An Indiana University team recently set out to address a major concern of data-intensive research: How can we move massive amounts of data to supercomputing facilities for analysis? The team demonstrated data transfer over an experimental 100 Gigabits per second (Gbps) network—taking advantage of a link ten times faster than most in use today.

This experimental network was created to support testing by several universities during the SCinet Research Sandbox (SRS), part of this year's SC11 conference in Seattle, Washington. SRS let researchers assess experimental networking methods in a 100Gbps environment provided by SCinet, ESnet, and Internet2.

The first of its kind production network was equipped with multi-vendor OpenFlow-capable switches. IU's SRS entry, "The Data Superconductor: An HPC cloud using data-intensive scientific applications, Lustre-WAN, and OpenFlow over 100Gb Ethernet," used the Lustre file system and cutting-edge network infrastructure to address challenges created by the exponential growth in volume of digital scientific research data.

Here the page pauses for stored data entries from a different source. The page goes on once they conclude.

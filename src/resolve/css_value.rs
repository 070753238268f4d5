//! Decides what goes after `--name:` for one variable in one mode

use std::collections::HashSet;

use log::{debug, warn};

use crate::config::ExportConfig;
use crate::error::{ExportError, ExportResult};
use crate::variables::{
    Literal, ResolvedType, Variable, VariableScope, VariableStore, VariableValue,
};

use super::constant::resolve_constant;
use super::cross_collection::resolve_in_other_collection;
use super::naming::{css_var_name, is_custom_property_name};

/// Everything the projector needs besides the value itself
#[derive(Debug, Clone, Copy)]
pub struct CssValueContext<'a> {
    pub store: &'a VariableStore,
    pub config: &'a ExportConfig,
}

impl<'a> CssValueContext<'a> {
    pub fn new(store: &'a VariableStore, config: &'a ExportConfig) -> Self {
        Self { store, config }
    }
}

/// CSS value for `value` stored in `mode_id` of a variable of type `resolved_type`.
///
/// Literals are projected with [`resolve_constant`]. Aliases become `var(--target)`
/// unless the target belongs to an excluded palette group (or would reference the
/// variable itself), in which case the chain is followed to its literal.
///
/// Returns `None` when nothing sensible can be written: the alias target does not
/// exist or the chain is circular. Callers skip the property.
pub fn css_value(
    value: &VariableValue,
    resolved_type: ResolvedType,
    scopes: &[VariableScope],
    mode_id: &str,
    own_css_name: Option<&str>,
    ctx: &CssValueContext<'_>,
) -> Option<String> {
    let alias = match value {
        VariableValue::Literal(literal) => {
            return Some(resolve_constant(literal, resolved_type, scopes, ctx.config));
        }
        VariableValue::Alias(alias) => alias,
    };

    let Some(target) = ctx.store.variable(&alias.id) else {
        debug!("Alias target '{}' not found, skipping", alias.id);
        return None;
    };

    if ctx.config.is_excluded_palette(target.group_prefix()) {
        return inline_literal(target, resolved_type, scopes, mode_id, ctx);
    }

    // The reference is only valid if the chain behind it ends somewhere
    if let Err(ExportError::CycleDetected { id }) =
        dereference(target, mode_id, ctx.store, &mut HashSet::new())
    {
        warn!("Circular alias through '{}' while resolving '{}'", id, target.name);
        return None;
    }

    if target.value_for_mode(mode_id).is_none() {
        // Cross-collection target. The reference itself stays valid because the
        // target's own collection declares it per mode.
        match resolve_in_other_collection(target, ctx.store, &mut HashSet::new()) {
            Ok(tree) => debug!(
                "'{}' resolves across collections: {} mode(s) {:?}",
                target.name,
                tree.len(),
                tree.keys().collect::<Vec<_>>()
            ),
            Err(e) => warn!("Failed to expand '{}' across collections: {}", target.name, e),
        }
    }

    let reference = css_var_name(&target.name);
    if !is_custom_property_name(&reference) {
        // The generator never declares such a name, so a reference would dangle
        warn!("'{}' has no usable property name, inlining", target.name);
        return inline_literal(target, resolved_type, scopes, mode_id, ctx);
    }
    if own_css_name == Some(reference.as_str()) {
        debug!("'{}' would reference itself, inlining", reference);
        return inline_literal(target, resolved_type, scopes, mode_id, ctx);
    }

    Some(format!("var({})", reference))
}

fn inline_literal(
    target: &Variable,
    resolved_type: ResolvedType,
    scopes: &[VariableScope],
    mode_id: &str,
    ctx: &CssValueContext<'_>,
) -> Option<String> {
    match dereference(target, mode_id, ctx.store, &mut HashSet::new()) {
        Ok(literal) => Some(resolve_constant(literal, resolved_type, scopes, ctx.config)),
        Err(ExportError::CycleDetected { id }) => {
            warn!("Circular alias through '{}' while inlining '{}'", id, target.name);
            None
        }
        Err(e) => {
            debug!("Cannot inline '{}': {}", target.name, e);
            None
        }
    }
}

/// Follow aliases from `variable` to a literal.
///
/// The value for `mode_id` is used when the variable has one, otherwise the default
/// mode of its own collection.
pub fn dereference<'a>(
    variable: &'a Variable,
    mode_id: &str,
    store: &'a VariableStore,
    visited: &mut HashSet<String>,
) -> ExportResult<&'a Literal> {
    if !visited.insert(variable.id.clone()) {
        return Err(ExportError::CycleDetected {
            id: variable.id.clone(),
        });
    }

    let value = match variable.value_for_mode(mode_id) {
        Some(value) => value,
        None => {
            let collection = store.collection_of(variable)?;
            variable
                .value_for_mode(&collection.default_mode_id)
                .ok_or_else(|| ExportError::VariableNotFound {
                    id: format!("{}@{}", variable.id, collection.default_mode_id),
                })?
        }
    };

    match value {
        VariableValue::Literal(literal) => Ok(literal),
        VariableValue::Alias(alias) => {
            let target = store
                .variable(&alias.id)
                .ok_or_else(|| ExportError::VariableNotFound {
                    id: alias.id.clone(),
                })?;
            dereference(target, mode_id, store, visited)
        }
    }
}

A complete cluster and file system operated at each end of the 2,300 mile 100Gbps link running between Indianapolis and Seattle. In a series of demonstrations, IU researchers achieved a peak throughput of 96Gbps for network benchmarks, 6.5Gbps using IOR (a standard file system benchmark), and 5.2Gbps with a mix of eight real world application workflows.

As of press time (Nov. 22), this appears to be the fastest data transfer ever achieved with a 100Gbps network at a distance of thousands of miles.

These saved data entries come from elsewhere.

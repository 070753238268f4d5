//! Naming conventions shared by the stylesheet, the theme config and the graph
//!
//! Generated names must stay inside the identifier set tree-sitter-css accepts
//! (`[a-zA-Z0-9_-]` plus `\xA0-\xFF`), otherwise the scope repairer cannot re-read the
//! stylesheet. Characters outside that set are mapped or encoded by [`kebab`].

/// Last path segment that the style framework treats as the bare group name
pub const DEFAULT_SEGMENT: &str = "DEFAULT";

/// Prefix of class selectors for modes whose name does not give a usable class
pub const MODE_CLASS_FALLBACK_PREFIX: &str = "mode-";

/// Whether `ch` may appear in an identifier after its first character
pub fn is_identifier_char(ch: char) -> bool {
    ch.is_ascii_alphanumeric() || ch == '-' || ch == '_' || ('\u{A0}'..='\u{FF}').contains(&ch)
}

/// Turn a slash-delimited variable name into a CSS identifier fragment.
///
/// `/`, whitespace and ASCII punctuation become `-`, dots become `_`, `%` becomes
/// `pct`, runs of dashes collapse. Characters past `\xFF` are written as `u<hex>`
/// (`颜色` -> `u989cu8272`). Case is kept because `DEFAULT` segments are matched
/// case-sensitively.
pub fn kebab(name: &str) -> String {
    let mut result = String::with_capacity(name.len());
    for ch in name.chars() {
        match ch {
            '.' => result.push('_'),
            '%' => result.push_str("pct"),
            '-' => push_separator(&mut result),
            c if c.is_whitespace() => push_separator(&mut result),
            c if is_identifier_char(c) => result.push(c),
            c if c.is_ascii() => push_separator(&mut result),
            c => result.push_str(&format!("u{:x}", c as u32)),
        }
    }
    while result.ends_with('-') {
        result.pop();
    }
    result
}

fn push_separator(result: &mut String) {
    if !result.is_empty() && !result.ends_with('-') {
        result.push('-');
    }
}

/// Custom property name for a variable, `--colors-brand-primary`.
///
/// A trailing `DEFAULT` segment is dropped: `spacing/card/DEFAULT` -> `--spacing-card`.
pub fn css_var_name(name: &str) -> String {
    let kebab_name = kebab(name);
    let suffix = format!("-{}", DEFAULT_SEGMENT);
    let trimmed = kebab_name.strip_suffix(&suffix).unwrap_or(&kebab_name);
    format!("--{}", trimmed)
}

/// `--` followed by at least one identifier character
pub fn is_custom_property_name(name: &str) -> bool {
    match name.strip_prefix("--") {
        Some(rest) => !rest.is_empty() && rest.chars().all(is_identifier_char),
        None => false,
    }
}

/// Identifier usable as a class name: no leading digit, nothing outside the
/// identifier set
pub fn is_class_name(name: &str) -> bool {
    let body = name.strip_prefix('-').unwrap_or(name);
    let mut chars = body.chars();
    match chars.next() {
        Some(first) if is_identifier_char(first) && !first.is_ascii_digit() && first != '-' => {
            chars.all(is_identifier_char)
        }
        _ => false,
    }
}

/// Class name for a mode, `Dark Blue` -> `dark-blue`. `None` when the name does not
/// produce a valid class (`2x`, `50%`, empty).
pub fn mode_class(mode_name: &str) -> Option<String> {
    let class = kebab(mode_name).to_lowercase();
    is_class_name(&class).then_some(class)
}

/// Class name derived from a mode id, always valid: `1:0` -> `mode-1-0`
pub fn mode_id_class(mode_id: &str) -> String {
    format!("{}{}", MODE_CLASS_FALLBACK_PREFIX, kebab(mode_id).to_lowercase())
}

/// Graph node key: slashes become dashes, nothing else changes
pub fn node_key(name: &str) -> String {
    name.replace('/', "-")
}

#[cfg(test)]
mod tests {
    use super::*;

    #[test]
    fn test_kebab() {
        assert_eq!(kebab("colors/brand/primary"), "colors-brand-primary");
        assert_eq!(kebab("Font Size/Body Large"), "Font-Size-Body-Large");
        assert_eq!(kebab("spacing/0.5"), "spacing-0_5");
        assert_eq!(kebab("/leading//trailing/"), "leading-trailing");
    }

    #[test]
    fn test_kebab_maps_punctuation_and_encodes_wide_characters() {
        assert_eq!(kebab("spacing/50%"), "spacing-50pct");
        assert_eq!(kebab("radius/(sm)"), "radius-sm");
        assert_eq!(kebab("Dark (HC)"), "Dark-HC");
        assert_eq!(kebab("颜色/主色"), "u989cu8272-u4e3bu8272");
        assert_eq!(kebab("café"), "café");
    }

    #[test]
    fn test_generated_names_are_identifiers() {
        for name in ["颜色/主色", "spacing/50%", "radius/(sm)", "a+b/c#d", "ü/ß"] {
            let css_name = css_var_name(name);
            assert!(is_custom_property_name(&css_name), "{} -> {}", name, css_name);
        }
        assert!(!is_custom_property_name("--"));
        assert!(!is_custom_property_name("--颜色"));
        assert!(!is_custom_property_name("color"));
    }

    #[test]
    fn test_css_var_name_strips_default() {
        assert_eq!(css_var_name("spacing/card/DEFAULT"), "--spacing-card");
        assert_eq!(css_var_name("colors/gray/500"), "--colors-gray-500");
        assert_eq!(css_var_name("DEFAULT"), "--DEFAULT");
        assert_eq!(css_var_name("colors/default"), "--colors-default");
    }

    #[test]
    fn test_mode_class() {
        assert_eq!(mode_class("Dark Blue"), Some("dark-blue".to_string()));
        assert_eq!(mode_class("Dark (HC)"), Some("dark-hc".to_string()));
        assert_eq!(mode_class("深色"), Some("u6df1u8272".to_string()));
        assert_eq!(mode_class("2x"), None);
        assert_eq!(mode_class("50%"), None);
        assert_eq!(mode_class("()"), None);
        assert_eq!(mode_id_class("1:0"), "mode-1-0");
    }

    #[test]
    fn test_node_key() {
        assert_eq!(node_key("colors/brand primary"), "colors-brand primary");
    }
}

"100 Gigabit per second networking combined with the capabilities of the Lustre file system could enable dramatic changes in data-intensive computing," said Stephen Simms, manager of the High Performance File Systems group at Indiana University. "Lustre's ability to support distributed applications, and the production availability of 100 gigabit networks connecting research universities in the US, will provide much needed and exciting new avenues to manage, analyze, and wrest knowledge from the digital data now being so rapidly produced."

US scientists need this capability to enhance scientific competitiveness and open new frontiers of digital discovery. The rapid acceleration of data growth presents obstacles for researchers who manage and transfer large data sets and participate in widely distributed collaborations.

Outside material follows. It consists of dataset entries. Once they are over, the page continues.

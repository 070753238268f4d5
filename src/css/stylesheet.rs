//! Owned model of a custom-property stylesheet
//!
//! Only top-level rule sets are modelled. Everything else (comments, at-rules, the
//! whitespace between rules) stays in the source text and is written back untouched.
//! A rule that was mutated is rendered from its model; an untouched rule is copied
//! byte for byte.
//!
//! Declarations are constructed in two tiers: [`DeclarationBuilder`] validates the
//! parts directly, and [`Declaration::parse`] runs a declaration string through the
//! parser when the builder refuses it. [`Declaration::build_or_parse`] chains both.

use std::ops::Range;

use log::debug;
use tree_sitter::Node;

use crate::error::{ExportError, ExportResult};
use crate::resolve::is_custom_property_name;

use super::constants::*;
use super::parser::CssParser;

/// A single `property: value` declaration
#[derive(Debug, Clone, PartialEq, Eq)]
pub struct Declaration {
    pub property: String,
    pub value: String,
    pub important: bool,
}

impl Declaration {
    pub fn is_custom_property(&self) -> bool {
        self.property.starts_with(CUSTOM_PROPERTY_PREFIX)
    }

    /// Text without the trailing semicolon
    pub fn to_css(&self) -> String {
        if self.important {
            format!("{}: {} !important", self.property, self.value)
        } else {
            format!("{}: {}", self.property, self.value)
        }
    }

    /// Parse one declaration, e.g. `--font: "A;B";`, by running it through the CSS
    /// parser inside a throwaway rule
    pub fn parse(text: &str) -> ExportResult<Self> {
        let text = text.trim();
        let terminated = if text.ends_with(NODE_SEMICOLON) {
            text.to_string()
        } else {
            format!("{};", text)
        };
        let wrapped = format!("{} {{ {} }}", ROOT_SELECTOR, terminated);

        let invalid = |message: &str| ExportError::InvalidDeclaration {
            property: text.to_string(),
            message: message.to_string(),
        };

        let mut parser = CssParser::new()?;
        let tree = parser.parse(&wrapped).ok_or_else(|| invalid("parser returned no tree"))?;
        let root = tree.root_node();
        if root.has_error() {
            return Err(invalid("declaration does not parse"));
        }

        // Anything that escaped the throwaway rule shows up as extra rules or items
        let mut stylesheet = Stylesheet::from_tree(root, &wrapped);
        if stylesheet.rules.len() != 1 {
            return Err(invalid("declaration leaks out of its block"));
        }
        let mut items = stylesheet.rules.remove(0).items;
        match (items.pop(), items.is_empty()) {
            (Some(BlockItem::Declaration(declaration)), true) => Ok(declaration),
            (None, _) => Err(invalid("no declaration found")),
            _ => Err(invalid("expected exactly one declaration")),
        }
    }

    /// Two-tier construction: the builder first, the parser when the builder refuses
    pub fn build_or_parse(property: &str, value: &str, important: bool) -> ExportResult<Self> {
        let built = DeclarationBuilder::new(property)
            .value(value)
            .important(important)
            .build();
        match built {
            Ok(declaration) => Ok(declaration),
            Err(e) => {
                debug!("Builder rejected '{}: {}' ({}), parsing instead", property, value, e);
                let text = Declaration {
                    property: property.to_string(),
                    value: value.to_string(),
                    important,
                }
                .to_css();
                Declaration::parse(&text)
            }
        }
    }
}

/// Structured constructor for custom property declarations.
///
/// Deliberately strict: anything that would need the parser to be understood (`;`,
/// braces, `!`, comments, unbalanced parentheses or quotes) is refused.
#[derive(Debug, Clone, Default)]
pub struct DeclarationBuilder {
    property: String,
    value: Option<String>,
    important: bool,
}

impl DeclarationBuilder {
    pub fn new(property: impl Into<String>) -> Self {
        Self {
            property: property.into(),
            ..Self::default()
        }
    }

    pub fn value(mut self, value: impl Into<String>) -> Self {
        self.value = Some(value.into());
        self
    }

    pub fn important(mut self, important: bool) -> Self {
        self.important = important;
        self
    }

    pub fn build(self) -> ExportResult<Declaration> {
        let invalid = |message: &str| ExportError::InvalidDeclaration {
            property: self.property.clone(),
            message: message.to_string(),
        };

        if !self.property.starts_with(CUSTOM_PROPERTY_PREFIX) {
            return Err(invalid("not a custom property"));
        }
        // Only names the parser reads back as one identifier
        if !is_custom_property_name(&self.property) {
            return Err(invalid("invalid property name"));
        }

        let value = self.value.as_deref().map(str::trim).unwrap_or_default();
        if value.is_empty() {
            return Err(invalid("empty value"));
        }
        if value.contains(['{', '}', ';', '!']) || value.contains("/*") {
            return Err(invalid("value needs the parser"));
        }
        if !is_balanced(value) {
            return Err(invalid("unbalanced parentheses or quotes"));
        }

        Ok(Declaration {
            property: self.property.clone(),
            value: value.to_string(),
            important: self.important,
        })
    }
}

fn is_balanced(value: &str) -> bool {
    let mut depth = 0i32;
    let mut quote: Option<char> = None;
    for ch in value.chars() {
        match (quote, ch) {
            (Some(open), c) if c == open => quote = None,
            (Some(_), _) => {}
            (None, '"' | '\'') => quote = Some(ch),
            (None, '(') => depth += 1,
            (None, ')') => {
                depth -= 1;
                if depth < 0 {
                    return false;
                }
            }
            _ => {}
        }
    }
    depth == 0 && quote.is_none()
}

/// Entry of a rule's block
#[derive(Debug, Clone, PartialEq, Eq)]
pub enum BlockItem {
    Declaration(Declaration),
    /// Anything else in the block (comments, nested rules), kept verbatim
    Raw(String),
}

#[derive(Debug, Clone, PartialEq, Eq)]
pub struct RuleSet {
    /// Selector text with whitespace collapsed
    pub selector: String,
    pub items: Vec<BlockItem>,
    /// Byte range in the source, `None` for rules created from the model
    span: Option<Range<usize>>,
    modified: bool,
}

impl RuleSet {
    pub fn new(selector: impl Into<String>) -> Self {
        Self {
            selector: selector.into(),
            items: Vec::new(),
            span: None,
            modified: true,
        }
    }

    pub fn declarations(&self) -> impl Iterator<Item = &Declaration> {
        self.items.iter().filter_map(|item| match item {
            BlockItem::Declaration(declaration) => Some(declaration),
            BlockItem::Raw(_) => None,
        })
    }

    pub fn push(&mut self, declaration: Declaration) {
        self.items.push(BlockItem::Declaration(declaration));
        self.modified = true;
    }

    pub fn is_empty(&self) -> bool {
        self.items.is_empty()
    }

    pub fn to_css(&self) -> String {
        let mut css = format!("{} {{\n", self.selector);
        for item in &self.items {
            match item {
                BlockItem::Declaration(declaration) => {
                    css.push_str(INDENT);
                    css.push_str(&declaration.to_css());
                    css.push_str(";\n");
                }
                BlockItem::Raw(text) => {
                    css.push_str(INDENT);
                    css.push_str(text);
                    css.push('\n');
                }
            }
        }
        css.push('}');
        css
    }

    fn from_node(node: Node, content: &str) -> Option<Self> {
        let mut cursor = node.walk();
        let children: Vec<Node> = node.children(&mut cursor).collect();

        let selectors = children.iter().find(|child| child.kind() == NODE_SELECTORS)?;
        let block = children.iter().find(|child| child.kind() == NODE_BLOCK)?;
        let selector = collapse_whitespace(node_text(*selectors, content));

        let mut items = Vec::new();
        let mut block_cursor = block.walk();
        for child in block.children(&mut block_cursor) {
            match child.kind() {
                NODE_OPEN_BRACE | NODE_CLOSE_BRACE => {}
                NODE_DECLARATION => match declaration_from_node(child, content) {
                    Some(declaration) => items.push(BlockItem::Declaration(declaration)),
                    None => items.push(BlockItem::Raw(node_text(child, content).to_string())),
                },
                _ => items.push(BlockItem::Raw(node_text(child, content).to_string())),
            }
        }

        Some(Self {
            selector,
            items,
            span: Some(node.start_byte()..node.end_byte()),
            modified: false,
        })
    }
}

fn declaration_from_node(node: Node, content: &str) -> Option<Declaration> {
    let mut cursor = node.walk();
    let children: Vec<Node> = node.children(&mut cursor).collect();

    let property = children
        .iter()
        .find(|child| child.kind() == NODE_PROPERTY_NAME)
        .map(|child| node_text(*child, content).to_string())?;
    let colon = children.iter().position(|child| child.kind() == NODE_COLON)?;
    let important = children.iter().any(|child| child.kind() == NODE_IMPORTANT);

    let value_nodes: Vec<&Node> = children[colon + 1..]
        .iter()
        .filter(|child| child.kind() != NODE_SEMICOLON && child.kind() != NODE_IMPORTANT)
        .collect();
    let (first, last) = (value_nodes.first()?, value_nodes.last()?);
    let value = content[first.start_byte()..last.end_byte()].trim().to_string();

    Some(Declaration {
        property,
        value,
        important,
    })
}

fn node_text<'a>(node: Node, content: &'a str) -> &'a str {
    &content[node.start_byte()..node.end_byte()]
}

fn collapse_whitespace(text: &str) -> String {
    text.split_whitespace().collect::<Vec<_>>().join(" ")
}

/// Parsed stylesheet plus the text it came from
#[derive(Debug, Clone)]
pub struct Stylesheet {
    source: String,
    pub rules: Vec<RuleSet>,
}

impl Stylesheet {
    /// Parse `content`. Any syntax error fails the whole parse.
    pub fn parse(content: &str) -> ExportResult<Self> {
        let mut parser = CssParser::new()?;
        let tree = parser.parse(content).ok_or_else(|| ExportError::CssParse {
            message: "parser returned no tree".to_string(),
        })?;
        let root = tree.root_node();
        if root.has_error() {
            return Err(ExportError::CssParse {
                message: format!("syntax error near byte {}", first_error_offset(root)),
            });
        }
        Ok(Self::from_tree(root, content))
    }

    fn from_tree(root: Node, content: &str) -> Self {
        let mut cursor = root.walk();
        let rules = root
            .children(&mut cursor)
            .filter(|child| child.kind() == NODE_RULE_SET)
            .filter_map(|child| RuleSet::from_node(child, content))
            .collect();
        Self {
            source: content.to_string(),
            rules,
        }
    }

    /// Build a stylesheet from rules only; rendering joins them with blank lines
    pub fn from_rules(rules: Vec<RuleSet>) -> Self {
        Self {
            source: String::new(),
            rules,
        }
    }

    /// Last rule with exactly this selector, the one where appended declarations win
    pub fn rule_mut(&mut self, selector: &str) -> Option<&mut RuleSet> {
        self.rules.iter_mut().rev().find(|rule| rule.selector == selector)
    }

    pub fn is_modified(&self) -> bool {
        self.rules.iter().any(|rule| rule.modified)
    }

    /// Write the stylesheet back. Untouched rules and everything between rules come
    /// straight from the source.
    pub fn to_css(&self) -> String {
        let mut css = String::with_capacity(self.source.len());
        let mut cursor = 0;
        for rule in &self.rules {
            match &rule.span {
                Some(span) if !rule.modified => {
                    css.push_str(&self.source[cursor..span.end]);
                    cursor = span.end;
                }
                Some(span) => {
                    css.push_str(&self.source[cursor..span.start]);
                    css.push_str(&rule.to_css());
                    cursor = span.end;
                }
                None => {
                    if !css.is_empty() {
                        css.push_str("\n\n");
                    }
                    css.push_str(&rule.to_css());
                }
            }
        }
        css.push_str(&self.source[cursor..]);
        css
    }
}

fn first_error_offset(node: Node) -> usize {
    if node.is_error() || node.is_missing() {
        return node.start_byte();
    }
    let mut cursor = node.walk();
    let children: Vec<Node> = node.children(&mut cursor).collect();
    children
        .into_iter()
        .find(|child| child.has_error())
        .map(first_error_offset)
        .unwrap_or_else(|| node.start_byte())
}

IU's Data Superconductor is optimized for file system operations over the wide area network, and includes features for collaborating across administrative domains using multi-site workflows and distributing data from instruments to compute resources.

Since IU's Data Superconductor is a Lustre-based, high performance file system, it requires no special tools or software to transfer data. It also behaves as a standard POSIX-compliant file system, and features cross-domain authorization capabilities developed at Indiana University.

Notes Robert Henschel, manager of the High Performance Applications group, "The beauty of dealing with data distribution at a file system level is its simplicity. With a centralized file system serving thousands of computational resources around the world, user data can be available everywhere, all of the time."

IU also demonstrated how to have high-performance applications dynamically signal resource requests to the network.

"We used the Extensible Session Protocol (XSP) and OpenFlow to dynamically move one application's traffic between Seattle and Indianapolis from a congested path to one with unused capacity, vastly improving performance," said Matt Davy, director of InCNTRE and chief network architect for the IU GlobalNOC. "IU is dedicated to exploring and demonstrating these types of exciting new advancements in high performance networking—the Sandbox challenge was a great opportunity for us to showcase the work we are doing in these areas."

Internet2, a key collaborator on IU's SRS entry, contributed a 100GbE circuit between Indianapolis and Chicago, as well as the optical system that brings that traffic to Seattle at 100Gb. In addition, Brocade contributed MLXe Ethernet routers equipped with 100GbE blades and a 15.36Tbps fabric for increased performance with less infrastructure and operational overhead. The 100GbE blades let IU aggregate multiple ports to create a single logical link for greater bandwidth and reduced management. IBM provided a pair of G8264 switches with OpenFlow firmware.

IBM, Brocade, Ciena, DataDirect Networks, Whamcloud, and TU Dresden provided support for IU's SC11 demonstrations.